One of IEER’s recommendations is that the Yucca Mountain and WIPP repositories could be converted into high-tech research centers for geologic repositories, provided the states of New Mexico, Nevada and the Western Shoshone people agree.

"The waste management crisis is partly due to the fact that DOE has kept pouring money into the Yucca Mountain site despite evidence that it is a poor site for a waste repository," said Lee Dazey, Northern Nevada Director of Citizen Alert, a grassroots environmental group in Nevada that has sought to stop the Yucca Mountain repository program.  "For example 620 earthquakes of varying magnitudes have rattled the Yucca Mountain region in the last 20 years.  Moreover, Yucca Mountain is on Western Shoshone land, which was never ceded to the federal government; nor was permission given by the Shoshones to store the most dangerous waste made by man there.   Our government departed from the scientific query of where to store nuclear waste when it passed the Nuclear Waste Policy Act Amendments in 1987 to only study one site in Nevada.
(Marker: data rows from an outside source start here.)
//! Entity state storage with domain indexing
//!
//! Entities publish their readings here; every write fires `state_changed`
//! on the event bus.

use dashmap::DashMap;
use ha_core::events::StateChangedData;
use ha_core::{Context, EntityId, State};
use ha_event_bus::EventBus;
use std::collections::HashMap;
use std::sync::Arc;
use tracing::{debug, instrument};

pub struct StateStore {
    /// Keyed by entity_id string
    states: DashMap<String, State>,
    /// domain -> entity_id strings
    domain_index: DashMap<String, Vec<String>>,
    event_bus: Arc<EventBus>,
}

impl StateStore {
    pub fn new(event_bus: Arc<EventBus>) -> Self {
        Self {
            states: DashMap::new(),
            domain_index: DashMap::new(),
            event_bus,
        }
    }

    /// Write the state of an entity and fire `state_changed`
    #[instrument(skip(self, state, attributes, context), fields(entity_id = %entity_id))]
    pub fn set(
        &self,
        entity_id: EntityId,
        state: impl Into<String>,
        attributes: HashMap<String, serde_json::Value>,
        context: Context,
    ) -> State {
        let key = entity_id.to_string();
        let old_state = self.states.get(&key).map(|s| s.clone());

        let new_state = match &old_state {
            Some(existing) => existing.with_update(state, attributes, context.clone()),
            None => State::new(entity_id.clone(), state, attributes, context.clone()),
        };

        debug!(state = %new_state.state, "Setting entity state");
        self.states.insert(key.clone(), new_state.clone());

        if old_state.is_none() {
            self.domain_index
                .entry(entity_id.domain().to_string())
                .or_default()
                .push(key);
        }

        self.event_bus.fire_typed(
            StateChangedData {
                entity_id,
                old_state,
                new_state: Some(new_state.clone()),
            },
            context,
        );

        new_state
    }

    pub fn get(&self, entity_id: &str) -> Option<State> {
        self.states.get(entity_id).map(|s| s.clone())
    }

    /// Just the state value
    pub fn get_state(&self, entity_id: &str) -> Option<String> {
        self.states.get(entity_id).map(|s| s.state.clone())
    }

    pub fn entity_ids(&self, domain: &str) -> Vec<String> {
        self.domain_index
            .get(domain)
            .map(|v| v.clone())
            .unwrap_or_default()
    }

    /// Remove an entity; fires `state_changed` with no new state
    #[instrument(skip(self, context), fields(entity_id = %entity_id))]
    pub fn remove(&self, entity_id: &EntityId, context: Context) -> Option<State> {
        let key = entity_id.to_string();
        let old_state = self.states.remove(&key).map(|(_, s)| s);

        if let Some(state) = &old_state {
            if let Some(mut ids) = self.domain_index.get_mut(entity_id.domain()) {
                ids.retain(|id| id != &key);
            }

            self.event_bus.fire_typed(
                StateChangedData {
                    entity_id: entity_id.clone(),
                    old_state: Some(state.clone()),
                    new_state: None,
                },
                context,
            );
        }

        old_state
    }

    pub fn entity_count(&self) -> usize {
        self.states.len()
    }
}

pub type SharedStateStore = Arc<StateStore>;
//! Met.no weather entity

use async_trait::async_trait;
use chrono::{DateTime, Utc};
use ha_config_entries::{ConfigEntries, ConfigEntry, ConfigEntryError, PlatformHandler};
use ha_core::sun;
use ha_weather::{
    Forecast, SpeedUnit, WeatherEntity, WeatherPlatform, WeatherSource,
    ATTR_CONDITION_CLEAR_NIGHT, ATTR_CONDITION_SUNNY, ATTR_FORECAST_CONDITION,
    ATTR_WEATHER_CLOUD_COVERAGE, ATTR_WEATHER_DEW_POINT, ATTR_WEATHER_HUMIDITY,
    ATTR_WEATHER_PRESSURE, ATTR_WEATHER_TEMPERATURE, ATTR_WEATHER_WIND_BEARING,
    ATTR_WEATHER_WIND_GUST_SPEED, ATTR_WEATHER_WIND_SPEED,
};
use serde_json::{Map, Value};
use std::sync::Arc;
use tracing::debug;

use crate::consts::{
    attr_key, format_condition, ATTRIBUTION, CONDITION_KEY, CONF_NAME, CONF_TRACK_HOME,
    DEFAULT_NAME, FORECAST_MAP, REQUIRED_FORECAST_KEYS,
};
use crate::coordinator::MetDataUpdateCoordinator;

/// Weather of one site, read live from the entry's coordinator
pub struct MetWeather {
    coordinator: Arc<MetDataUpdateCoordinator>,
    name: String,
    latitude: f64,
    longitude: f64,
    is_metric: bool,
}

impl MetWeather {
    pub fn new(
        coordinator: Arc<MetDataUpdateCoordinator>,
        name: impl Into<String>,
        latitude: f64,
        longitude: f64,
        is_metric: bool,
    ) -> Self {
        Self {
            coordinator,
            name: name.into(),
            latitude,
            longitude,
            is_metric,
        }
    }

    pub fn location_name(&self) -> &str {
        &self.name
    }

    pub fn is_metric(&self) -> bool {
        self.is_metric
    }

    /// Number stored under the provider key of `attribute`
    fn current(&self, attribute: &str) -> Option<f64> {
        let key = attr_key(attribute)?;
        let data = self.coordinator.data()?;
        data.current_weather_data.get(key)?.as_f64()
    }

    /// Current condition as it reads at `at`; `sunny` turns into
    /// `clear-night` while the sun is down
    pub fn condition_at(&self, at: DateTime<Utc>) -> Option<String> {
        let data = self.coordinator.data()?;
        let code = data.current_weather_data.get(CONDITION_KEY)?.as_str()?;

        let condition = format_condition(code);
        if condition == ATTR_CONDITION_SUNNY && !sun::is_up(self.latitude, self.longitude, at) {
            return Some(ATTR_CONDITION_CLEAR_NIGHT.to_string());
        }
        Some(condition.to_string())
    }

    /// Hourly or daily forecast translated to forecast attributes.
    ///
    /// Items missing the temperature or the time are skipped, every mapped
    /// field present in an item is copied, and the condition is translated.
    pub fn forecast(&self, hourly: bool) -> Option<Vec<Forecast>> {
        let data = self.coordinator.data()?;
        let items = if hourly {
            &data.hourly_forecast
        } else {
            &data.daily_forecast
        };

        Some(items.iter().filter_map(translate_forecast_item).collect())
    }
}

fn translate_forecast_item(item: &Map<String, Value>) -> Option<Forecast> {
    if !REQUIRED_FORECAST_KEYS.iter().all(|key| item.contains_key(*key)) {
        return None;
    }

    let mut forecast = Forecast::new();
    for (attribute, key) in FORECAST_MAP {
        match item.get(*key) {
            Some(Value::Null) | None => {}
            Some(value) => {
                forecast.insert(attribute.to_string(), value.clone());
            }
        }
    }

    if let Some(condition) = forecast.get_mut(ATTR_FORECAST_CONDITION) {
        let code = condition.as_str().unwrap_or_default();
        *condition = Value::from(format_condition(code));
    }

    Some(forecast)
}

impl WeatherSource for MetWeather {
    fn name(&self) -> Option<String> {
        Some(self.name.clone())
    }

    fn unique_id(&self) -> Option<String> {
        Some(format!("{}_{}", self.latitude, self.longitude))
    }

    fn condition(&self) -> Option<String> {
        self.condition_at(Utc::now())
    }

    fn native_temperature(&self) -> Option<f64> {
        self.current(ATTR_WEATHER_TEMPERATURE)
    }

    fn native_humidity(&self) -> Option<f64> {
        self.current(ATTR_WEATHER_HUMIDITY)
    }

    fn native_pressure(&self) -> Option<f64> {
        self.current(ATTR_WEATHER_PRESSURE)
    }

    fn native_wind_speed(&self) -> Option<f64> {
        self.current(ATTR_WEATHER_WIND_SPEED)
    }

    fn wind_bearing(&self) -> Option<f64> {
        self.current(ATTR_WEATHER_WIND_BEARING)
    }

    fn native_wind_gust_speed(&self) -> Option<f64> {
        self.current(ATTR_WEATHER_WIND_GUST_SPEED)
    }

    fn native_dew_point(&self) -> Option<f64> {
        self.current(ATTR_WEATHER_DEW_POINT)
    }

    fn cloud_coverage(&self) -> Option<f64> {
        self.current(ATTR_WEATHER_CLOUD_COVERAGE)
    }

    fn forecast_daily(&self) -> Option<Vec<Forecast>> {
        self.forecast(false)
    }

    fn forecast_hourly(&self) -> Option<Vec<Forecast>> {
        self.forecast(true)
    }

    // met.no reports wind in m/s
    fn native_wind_speed_unit(&self) -> SpeedUnit {
        SpeedUnit::MetersPerSecond
    }

    fn attribution(&self) -> Option<String> {
        Some(ATTRIBUTION.to_string())
    }
}

/// Weather platform of the met integration
pub struct MetWeatherPlatform {
    platform: WeatherPlatform,
}

impl MetWeatherPlatform {
    pub fn new(platform: WeatherPlatform) -> Self {
        Self { platform }
    }

    pub fn platform(&self) -> &WeatherPlatform {
        &self.platform
    }
}

#[async_trait]
impl PlatformHandler<MetDataUpdateCoordinator> for MetWeatherPlatform {
    async fn setup_entry(
        &self,
        entries: &Arc<ConfigEntries<MetDataUpdateCoordinator>>,
        entry: &ConfigEntry<MetDataUpdateCoordinator>,
    ) -> Result<(), ConfigEntryError> {
        let Some(coordinator) = entry.runtime_data.clone() else {
            debug!(entry_id = %entry.entry_id, "No coordinator, adding no weather entity");
            return Ok(());
        };

        let hass = entries.hass().clone();
        let config = hass.config();
        let name = if entry.get_bool(CONF_TRACK_HOME, false) {
            config.location_name.clone()
        } else {
            entry.get_str(CONF_NAME).unwrap_or(DEFAULT_NAME).to_string()
        };

        let source = MetWeather::new(
            coordinator.clone(),
            name,
            config.latitude,
            config.longitude,
            config.is_metric(),
        );
        let entity = WeatherEntity::new(hass, Arc::new(source))
            .map_err(|err| ConfigEntryError::Error(err.to_string()))?;

        for entity in self.platform.add_entities(&entry.entry_id, vec![entity]) {
            entity.follow(coordinator.coordinator());
        }
        Ok(())
    }

    async fn unload_entry(
        &self,
        _entries: &Arc<ConfigEntries<MetDataUpdateCoordinator>>,
        entry: &ConfigEntry<MetDataUpdateCoordinator>,
    ) -> bool {
        self.platform.remove_entry(&entry.entry_id);
        true
    }
}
It’s time to get back to science.  Converting Yucca Mountain project into a research effort that would never use any radioactive materials appears to be a good idea that should be investigated."

"We endorse IEER’s plan as environmentalists because we feel that the present course is a gross waste of ratepayer and taxpayer dollars," said Ms. Zeller. "But we believe that there is no truly good solution to this problem.  So it is crucial to note that this plan would not deal with waste from new reactors or from new license extensions.  Enough is enough."